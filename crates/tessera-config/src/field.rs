use serde::{Deserialize, Serialize};
use serde_json::json;

/// Declared type of one field in a task's structured output.
///
/// The declared type doubles as the field's documented default, which the
/// normalizer substitutes whenever the model omits or garbles the field.
#[derive(Debug, Clone, PartialEq, Serialize, Deserialize)]
#[serde(tag = "type", rename_all = "snake_case")]
pub enum FieldDef {
  /// Free text, defaults to `""`.
  Text,
  /// List of items, defaults to `[]`.
  Array,
  /// Flag, defaults to `false`.
  Boolean,
  /// Nested object, defaults to `{}`.
  Object,
  /// Bounded number.
  Number {
    #[serde(default, skip_serializing_if = "Option::is_none")]
    default: Option<f64>,
    #[serde(default, skip_serializing_if = "Option::is_none")]
    min: Option<f64>,
    #[serde(default, skip_serializing_if = "Option::is_none")]
    max: Option<f64>,
  },
}

impl FieldDef {
  /// The value substituted when the field is missing or malformed.
  pub fn default_value(&self) -> serde_json::Value {
    match self {
      FieldDef::Text => json!(""),
      FieldDef::Array => json!([]),
      FieldDef::Boolean => json!(false),
      FieldDef::Object => json!({}),
      FieldDef::Number { default, .. } => json!(self.bound(default.unwrap_or(0.0))),
    }
  }

  /// Clamp a number into the declared range. Non-number fields pass through.
  pub fn bound(&self, value: f64) -> f64 {
    match self {
      FieldDef::Number { min, max, .. } => {
        let value = min.map_or(value, |min| value.max(min));
        max.map_or(value, |max| value.min(max))
      }
      _ => value,
    }
  }

  /// Apply [`FieldDef::bound`] to a JSON value in place.
  pub fn bound_value(&self, value: &mut serde_json::Value) {
    if let (FieldDef::Number { .. }, Some(n)) = (self, value.as_f64()) {
      *value = json!(self.bound(n));
    }
  }
}

#[cfg(test)]
mod tests {
  use super::*;

  #[test]
  fn test_defaults_per_type() {
    assert_eq!(FieldDef::Text.default_value(), json!(""));
    assert_eq!(FieldDef::Array.default_value(), json!([]));
    assert_eq!(FieldDef::Boolean.default_value(), json!(false));
    assert_eq!(FieldDef::Object.default_value(), json!({}));
  }

  #[test]
  fn test_number_default_is_bounded() {
    let field = FieldDef::Number {
      default: Some(50.0),
      min: Some(0.0),
      max: Some(10.0),
    };
    assert_eq!(field.default_value(), json!(10.0));
  }

  #[test]
  fn test_bound_value_clamps_numbers_only() {
    let field = FieldDef::Number {
      default: None,
      min: Some(0.0),
      max: Some(100.0),
    };
    let mut value = json!(140);
    field.bound_value(&mut value);
    assert_eq!(value, json!(100.0));

    let mut text = json!("140");
    FieldDef::Text.bound_value(&mut text);
    assert_eq!(text, json!("140"));
  }

  #[test]
  fn test_deserialize_tagged() {
    let field: FieldDef =
      serde_json::from_value(json!({ "type": "number", "default": 50, "max": 100 })).unwrap();
    assert_eq!(
      field,
      FieldDef::Number {
        default: Some(50.0),
        min: None,
        max: Some(100.0),
      }
    );
  }
}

• **What you will do**: Scan the lines above, and whenever one holds the string "Some", copy it.

• **Reply**:
    if let (FieldDef::Number { .. }, Some(n)) = (self, value.as_f64()) {
      default: Some(50.0),
      min: Some(0.0),
      max: Some(10.0),
      min: Some(0.0),
      max: Some(100.0),
        default: Some(50.0),
        max: Some(100.0),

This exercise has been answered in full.